Data for the task:
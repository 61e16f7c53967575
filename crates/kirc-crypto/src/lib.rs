/// K-IRC Crypto Library
///
/// - Identities are X25519 keypairs. The public half is exchanged out of band.
/// - `seal`/`open`: ephemeral-static X25519 + HKDF-SHA256 + AES-256-GCM, for
///   small payloads addressed to one identity (channel key updates, history
///   pages, direct messages).
/// - Channel keys: random AES-256-GCM keys shared by a channel's members,
///   distributed sealed and never sent in the clear.
pub mod encrypt;
pub mod error;
pub mod keys;
pub mod seal;

pub use encrypt::{decrypt_message, decrypt_text, encrypt_message, encrypt_text};
pub use error::CryptoError;
pub use keys::{ChannelKey, Identity, PublicKey};
pub use seal::{SEAL_MAX_PLAINTEXT, open, seal};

Task instructions: Bring together all lines in the records where the word "open" is found.

Response to this exercise:
/// - `seal`/`open`: ephemeral-static X25519 + HKDF-SHA256 + AES-256-GCM, for
pub use seal::{SEAL_MAX_PLAINTEXT, open, seal};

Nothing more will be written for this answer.